以前から、「プログラマやグラフィッカーのノウハウに比べ、ゲームデザイナー/プランナーのノウハウは、圧倒的に流れている情報が少ない」と感じています。原因としては、すでにリリース済みのタイトルであっても、その内部仕様の権利は発売元や開発元(つまり会社)に依存するので、容易に公開することができない、という部分があります(守秘義務ってやつですね)。

たまにあったとしても、大元のコンセプトデザインの話であったり、観念的な話であったりして、現場で即役に立つローレベル・超具体的ノウハウというのは極めて限られているのが実情です。

とは言え、「無い無い」と嘆いていても仕方がないので、自分で書いていく事にしました。
正直「俺なんかが…」という部分もあり、先ほどの守秘義務に抵触しないように何か書く、というのは意外と難しく、ちょっと途方に暮れそうになったのですが、ふと思い出しました。

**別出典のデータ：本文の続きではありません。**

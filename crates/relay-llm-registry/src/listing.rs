//! Shared helper for OpenAI-compatible `GET /models` listings.

use std::time::Duration;

use serde::Deserialize;
use tracing::{debug, info};

use crate::error::Error;

/// Default timeout for a model listing request.
pub const DEFAULT_LISTING_TIMEOUT: Duration = Duration::from_secs(30);

/// Listing payload: `{ "data": [ { "id": ... }, ... ] }`.
#[derive(Debug, Deserialize)]
struct ModelsResponse {
    data: Vec<RemoteModel>,
}

/// One entry of a provider's model listing. Extra fields are ignored.
#[derive(Debug, Clone, PartialEq, Eq, Deserialize)]
pub struct RemoteModel {
    pub id: String,
}

/// Fetch the models a provider currently serves.
///
/// Sends `GET {base_url}/models` with a bearer token. The body must carry a
/// `data` array; anything else is reported as [`Error::Parse`]. Non-success
/// statuses become [`Error::Status`]. No retries; the request is abandoned
/// after `timeout`.
#[tracing::instrument(skip(client, api_key))]
pub async fn fetch_models(
    client: &reqwest::Client,
    provider: &str,
    base_url: &str,
    api_key: &str,
    timeout: Duration,
) -> Result<Vec<RemoteModel>, Error> {
    let url = format!("{base_url}/models");
    debug!("fetching models from {url}");

    let response = client
        .get(&url)
        .header("Authorization", format!("Bearer {api_key}"))
        .timeout(timeout)
        .send()
        .await?;

    let status = response.status();
    let body = response.text().await?;
    if !status.is_success() {
        return Err(Error::Status {
            provider: provider.to_string(),
            status: status.as_u16(),
            body,
        });
    }

    let parsed: ModelsResponse = serde_json::from_str(&body)?;
    info!("fetched {} models from {provider}", parsed.data.len());
    Ok(parsed.data)
}

#[cfg(test)]
mod tests {
    use super::*;
    use wiremock::matchers::{header, method, path};
    use wiremock::{Mock, MockServer, ResponseTemplate};

    async fn list(base_url: &str) -> Result<Vec<RemoteModel>, Error> {
        fetch_models(
            &reqwest::Client::new(),
            "Test",
            base_url,
            "test-key",
            DEFAULT_LISTING_TIMEOUT,
        )
        .await
    }

    #[tokio::test]
    async fn returns_ids_in_listing_order() {
        let server = MockServer::start().await;
        Mock::given(method("GET"))
            .and(path("/v1/models"))
            .and(header("Authorization", "Bearer test-key"))
            .respond_with(ResponseTemplate::new(200).set_body_json(serde_json::json!({
                "object": "list",
                "data": [
                    {"id": "m1", "object": "model", "owned_by": "someone"},
                    {"id": "m2"}
                ]
            })))
            .expect(1)
            .mount(&server)
            .await;

        let base_url = format!("{}/v1", server.uri());
        let models = list(&base_url).await.expect("fetch models");

        let ids: Vec<&str> = models.iter().map(|m| m.id.as_str()).collect();
        assert_eq!(ids, vec!["m1", "m2"]);
    }

    #[tokio::test]
    async fn missing_data_field_is_a_parse_error() {
        let server = MockServer::start().await;
        Mock::given(method("GET"))
            .and(path("/models"))
            .respond_with(
                ResponseTemplate::new(200).set_body_json(serde_json::json!({"models": []})),
            )
            .mount(&server)
            .await;

        let err = list(&server.uri()).await.unwrap_err();
        assert!(matches!(err, Error::Parse(_)), "unexpected error: {err}");
    }

    #[tokio::test]
    async fn non_json_body_is_a_parse_error() {
        let server = MockServer::start().await;
        Mock::given(method("GET"))
            .and(path("/models"))
            .respond_with(ResponseTemplate::new(200).set_body_string("<html>oops</html>"))
            .mount(&server)
            .await;

        let err = list(&server.uri()).await.unwrap_err();
        assert!(matches!(err, Error::Parse(_)), "unexpected error: {err}");
    }

    #[tokio::test]
    async fn error_status_is_reported_with_body() {
        let server = MockServer::start().await;
        Mock::given(method("GET"))
            .and(path("/models"))
            .respond_with(ResponseTemplate::new(401).set_body_string("bad key"))
            .mount(&server)
            .await;

        let err = list(&server.uri()).await.unwrap_err();
        match err {
            Error::Status {
                provider,
                status,
                body,
            } => {
                assert_eq!(provider, "Test");
                assert_eq!(status, 401);
                assert_eq!(body, "bad key");
            }
            other => panic!("unexpected error: {other}"),
        }
    }
}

もう2年半も前のことになりますが、「俺の屍を越えてゆけ」等で著名な桝田省治さんが、Twitterで「戦闘計算式初級講座」を呟いていたことがあったのです。

大変参考になったTogetter
http://togetter.com/li/15113

これを読むだけでも十分ためになるんですが、個人的に読み返しやすいようにまとめ直してみました。
「最初から他人の褌かよ!」という感じですが、まあ…試運転ということで…。


▼計算式の組み方

・適切なバランス取り
  ゲーム内の戦闘におけるプレイヤーの緊張感の維持
    いくつかのミスや不運が重なれば「死ぬ」というリスクを感じること
     ・何発殴れば敵を倒せるか
     ・敵に何発殴られればやられるか
  ※ボス戦では当然変わる
  ※マップの広さや体力の回復手段によっても変わる
  ※想定するターゲットによっても変わる

・ごくオーソドックスなRPGの標準的なバランスをイメージ
  ・4対4あたりの集団戦が普通
  ・雑魚戦なら2発か3発殴れば敵を倒せる
  ・1戦闘で平均2発殴られ、それを回復せず放置すれば5戦闘(10発)で死ぬ。
   =1発殴られると最大体力の1/10が削られる。
     N発で死ぬなら、1発あたり1/Nのダメージを受ける。

・話をわかりやすくするために
battle_table.png
 とする。

・攻撃力100 - A × 守備力100。
  A = N発で死ぬ補正値 = 1 - (1/N)

    Nの値の例
      味方→雑魚敵:2.5(2発か3発で敵は死ぬ)
      雑魚敵→味方:10(1戦闘2発くらっても5戦闘保つ)
      味方→ボス: 20(回復魔法を使うボスなら16など)
      強力なボス→味方: 3

・「攻撃力<A×守備力」のとき、「攻撃力-A×守備力」ではダメージが出ない。
 そういうときのためによくやるのは、
  (攻撃力-A×守備力)+p
  pの値は、
   ・DQなら0~4あたり
   ・いわゆる桝田ゲーなら攻撃力/64~攻撃力/32とか

・パラメータの最大値は999、レベル50、全パラメータが600でラスボスに勝てる。
 ゲームスタート時は全部100。
  ※目安を立てるため単純にしている。

・1レベルでパラメータ10上昇?
  →攻撃力や守備力はその半分程度が武器防具に依存する
    →1レベルあたり5前後が妥当。
 なので、例:20レベルなら体力は300、攻撃力も300(腕力200+剣100)

・20レベルの主人公がそれなりの緊張感を維持しつつ戦う適正な敵は、体力、攻撃力、守備力がすべて300。
  ※こういう管理にしておけば、常に体力、攻撃力、守備力が同じ数値になり、
   先の「攻撃力-A×守備力」が、そのまま使用できる。

これで各レベルの主人公の強さ、各レベルの敵の標準的な強さ、各レベルの主人公の標準的な装備の値が大まかに決まった。
これらはここで固定してしまう。どうせ強さは相対で決まる。
何かを最初に固定して基準にしないと先に進まない。

・仲間キャラや敵の個性づけ
  ・魔法使いなら体力が主人公の2割引
  ・戦士なら攻撃力は1割増
    →「攻撃力100-A×守備力100」に放り込んでシミュレート。
      →イメージに合う数値Bを見つけら、「B:100」の比でもって、
       各レベルの魔法使いや戦士のパラメータを割り出す
        →そこから武器防具の数値を決める。

・敵のパラメータ
  ・妙に硬い奴
  ・体力は少ないが攻撃力が高いヤツ
    →「攻撃力100-A×守備力100」に適当な数値を放り込んで、イメージに合う数値を見つける。
    →その比を汎用化して各レベルの曲者を同じ手順で作る。


私がRPGを作った時も、色々と分析や試行錯誤の結果、同じような式と手法になりました。